TRY IT> In the data that follows, determine how many lines contain the word "display", and give only that number.
=== STORED DATA ===
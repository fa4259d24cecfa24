//! # Proof Provider Trait and Wire Types
//!
//! Defines the abstract interface every proof backend satisfies, plus the
//! bundle types exchanged between applicant and verifier.
//!
//! ## Failure Semantics
//!
//! Eligibility mismatches are **not** errors: `verify` returns `Ok(false)`
//! and the caller routes it to a "did not qualify" outcome. `Err` is
//! reserved for operational failures — canonicalization bugs, network
//! faults — that the adapter may recover from by falling back.

use async_trait::async_trait;
use serde::{Deserialize, Serialize};
use thiserror::Error;

use zkjb_core::{
    ApplicantAttributes, CanonicalizationError, ContentDigest, JobId, JobPolicy, Nullifier,
    Timestamp,
};

/// Error during proof generation, verification, or submission.
#[derive(Error, Debug)]
pub enum ProofError {
    /// Digest input could not be canonicalized.
    #[error("canonicalization error: {0}")]
    Canonicalization(#[from] CanonicalizationError),

    /// The network backend failed (unreachable, bad response, rejected).
    #[error("network proof backend error: {0}")]
    Network(String),

    /// A bundle failed well-formedness verification at submission.
    #[error("proof bundle rejected: {0}")]
    InvalidBundle(String),
}

/// The backend that produced a proof.
#[derive(Debug, Clone, Copy, PartialEq, Eq, Serialize, Deserialize)]
#[serde(rename_all = "snake_case")]
pub enum ProofBackend {
    /// Deterministic SHA-256 mock — no cryptographic meaning.
    Mock,
    /// External network prover/verifier.
    Network,
}

impl ProofBackend {
    /// Human-readable name.
    pub fn name(self) -> &'static str {
        match self {
            ProofBackend::Mock => "mock-sha256",
            ProofBackend::Network => "network",
        }
    }
}

/// The public inputs of a proof: everything the verifier sees.
///
/// Invariant: `nullifier` uniquely identifies one applicant's one attempt
/// at one job; reuse is rejected downstream.
#[derive(Debug, Clone, PartialEq, Eq, Serialize, Deserialize)]
#[serde(rename_all = "camelCase")]
pub struct PublicInputs {
    /// The job the proof is bound to.
    pub job_id: JobId,
    /// Digest of the policy's normalized eligibility criteria.
    pub policy_hash: ContentDigest,
    /// Fingerprint of the (job, secret) pair.
    pub nullifier: Nullifier,
}

/// The opaque proof token.
///
/// Carries no verifiable cryptographic meaning in the mock backend — it is
/// a re-derivable digest for parity checking only.
#[derive(Debug, Clone, PartialEq, Eq, Serialize, Deserialize)]
#[serde(rename_all = "camelCase")]
pub struct ProofToken {
    /// Which backend produced this token.
    pub backend: ProofBackend,
    /// When the token was generated, epoch milliseconds.
    pub generated_at: Timestamp,
    /// The token digest.
    pub digest: ContentDigest,
}

/// A proof token paired with its public inputs.
#[derive(Debug, Clone, PartialEq, Eq, Serialize, Deserialize)]
#[serde(rename_all = "camelCase")]
pub struct ProofBundle {
    /// The opaque proof token.
    pub proof: ProofToken,
    /// The public inputs the token binds to.
    pub public_inputs: PublicInputs,
}

/// Outcome of submitting a proof bundle through a provider.
#[derive(Debug, Clone, PartialEq, Eq, Serialize, Deserialize)]
#[serde(rename_all = "camelCase")]
pub struct SubmitReceipt {
    /// Whether the submission was accepted.
    pub accepted: bool,
    /// Settlement transaction hash — absent on the mock path.
    #[serde(skip_serializing_if = "Option::is_none")]
    pub tx_hash: Option<String>,
    /// Short reference derived from the nullifier, for display.
    pub application_ref: String,
}

impl SubmitReceipt {
    /// Build an accepted receipt for a bundle, deriving the display
    /// reference from the first 16 nullifier characters.
    pub fn accepted_for(bundle: &ProofBundle, tx_hash: Option<String>) -> Self {
        Self {
            accepted: true,
            tx_hash,
            application_ref: bundle.public_inputs.nullifier.as_str()[..16].to_string(),
        }
    }
}

/// Abstract interface for a proof backend.
///
/// Implementations are interchangeable at call sites; the adapter selects
/// one at startup. `Send + Sync` so a provider can be shared across tasks.
#[async_trait]
pub trait ProofProvider: Send + Sync {
    /// Which backend this provider is.
    fn backend(&self) -> ProofBackend;

    /// Generate a proof bundle for an applicant against a policy.
    async fn generate(
        &self,
        attrs: &ApplicantAttributes,
        policy: &JobPolicy,
    ) -> Result<ProofBundle, ProofError>;

    /// Verify a bundle with access to the private attributes.
    ///
    /// Returns `Ok(false)` on any eligibility or parity mismatch — never an
    /// error for a policy mismatch.
    async fn verify(
        &self,
        bundle: &ProofBundle,
        policy: &JobPolicy,
        attrs: &ApplicantAttributes,
    ) -> Result<bool, ProofError>;

    /// Weaker check usable without the private attributes: confirms the
    /// bundle is well-formed for the policy, modeling what an on-chain
    /// verifier would see without the witness. Cannot confirm eligibility.
    async fn verify_public_only(
        &self,
        bundle: &ProofBundle,
        policy: &JobPolicy,
    ) -> Result<bool, ProofError>;

    /// Submit a bundle for a job.
    async fn submit(
        &self,
        bundle: &ProofBundle,
        policy: &JobPolicy,
    ) -> Result<SubmitReceipt, ProofError>;
}
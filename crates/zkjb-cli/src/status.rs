//! # Status Subcommand
//!
//! Application overview for the board or for one job: counts per status
//! plus the records themselves.

use anyhow::Result;
use clap::{Args, ValueEnum};

use zkjb_core::{ApplicationRecord, ApplicationStatus, JobId};

use crate::{print_json, CliContext};

/// Status filter values.
#[derive(Debug, Clone, Copy, PartialEq, Eq, ValueEnum)]
pub enum StatusFilter {
    /// Awaiting review.
    Pending,
    /// Approved by a reviewer.
    Approved,
    /// Rejected by a reviewer.
    Rejected,
}

impl From<StatusFilter> for ApplicationStatus {
    fn from(filter: StatusFilter) -> Self {
        match filter {
            StatusFilter::Pending => ApplicationStatus::Pending,
            StatusFilter::Approved => ApplicationStatus::Approved,
            StatusFilter::Rejected => ApplicationStatus::Rejected,
        }
    }
}

/// Arguments for `zkjb status`.
#[derive(Args, Debug)]
pub struct StatusArgs {
    /// Restrict to one job.
    #[arg(long)]
    pub job_id: Option<String>,

    /// Restrict to one review status.
    #[arg(long, value_enum)]
    pub status: Option<StatusFilter>,
}

fn count(records: &[ApplicationRecord], status: ApplicationStatus) -> usize {
    records.iter().filter(|r| r.status == status).count()
}

/// Run `zkjb status`.
pub fn run_status(args: &StatusArgs, ctx: &CliContext) -> Result<u8> {
    let mut records = match &args.job_id {
        Some(raw) => ctx.store.applications_for_job(&JobId::parse(raw)?),
        None => ctx.store.applications(),
    };
    if let Some(filter) = args.status {
        let status = ApplicationStatus::from(filter);
        records.retain(|r| r.status == status);
    }

    print_json(&serde_json::json!({
        "counts": {
            "total": records.len(),
            "pending": count(&records, ApplicationStatus::Pending),
            "approved": count(&records, ApplicationStatus::Approved),
            "rejected": count(&records, ApplicationStatus::Rejected),
        },
        "applications": records,
    }))?;
    Ok(0)
}
//! # Job Subcommand
//!
//! Employer-side job management: post a policy, list the board, show one
//! job with its policy hash.

use anyhow::{anyhow, bail, Result};
use clap::{Args, Subcommand};

use zkjb_core::{validate_job_policy, JobId, JobPolicy, JobPolicyInput, RegionCode};
use zkjb_proof::policy_hash;

use crate::{print_json, CliContext};

/// Arguments for the `zkjb job` subcommand.
#[derive(Args, Debug)]
pub struct JobArgs {
    /// The job subcommand to run.
    #[command(subcommand)]
    pub command: JobCommand,
}

/// Job subcommands.
#[derive(Subcommand, Debug)]
pub enum JobCommand {
    /// Post a new job with its eligibility policy.
    Post {
        /// Job title, 3-80 characters.
        #[arg(long)]
        title: String,
        /// Company name, 2-60 characters.
        #[arg(long)]
        company: String,
        /// Required skill tag; repeat for up to 5.
        #[arg(long = "skill", required = true)]
        skills: Vec<String>,
        /// Minimum experience in years, 0-40.
        #[arg(long, default_value_t = 0)]
        min_experience: u8,
        /// Allowed hiring region; repeat for up to 5.
        #[arg(long = "region", required = true)]
        regions: Vec<RegionCode>,
    },

    /// List all posted jobs.
    List,

    /// Show one job and its policy hash.
    Show {
        /// Job identifier.
        #[arg(long)]
        id: String,
    },
}

/// Dispatch `zkjb job`.
pub fn run_job(args: &JobArgs, ctx: &CliContext) -> Result<u8> {
    match &args.command {
        JobCommand::Post {
            title,
            company,
            skills,
            min_experience,
            regions,
        } => {
            let input = JobPolicyInput {
                title: title.clone(),
                company: company.clone(),
                required_skills: skills.clone(),
                min_experience_years: *min_experience,
                allowed_regions: regions.clone(),
            };
            if let Err(e) = validate_job_policy(&input, &ctx.allowlist) {
                bail!("invalid job policy: {e}");
            }
            let job = ctx.store.add_job(JobPolicy::from_input(input))?;
            print_json(&job)?;
            Ok(0)
        }
        JobCommand::List => {
            print_json(&ctx.store.jobs())?;
            Ok(0)
        }
        JobCommand::Show { id } => {
            let id = JobId::parse(id)?;
            let job = ctx
                .store
                .job(&id)
                .ok_or_else(|| anyhow!("job not found: {id}"))?;
            let hash = policy_hash(&job)?;
            print_json(&serde_json::json!({ "job": job, "policyHash": hash }))?;
            Ok(0)
        }
    }
}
===
THE COMPLETED TASK> 2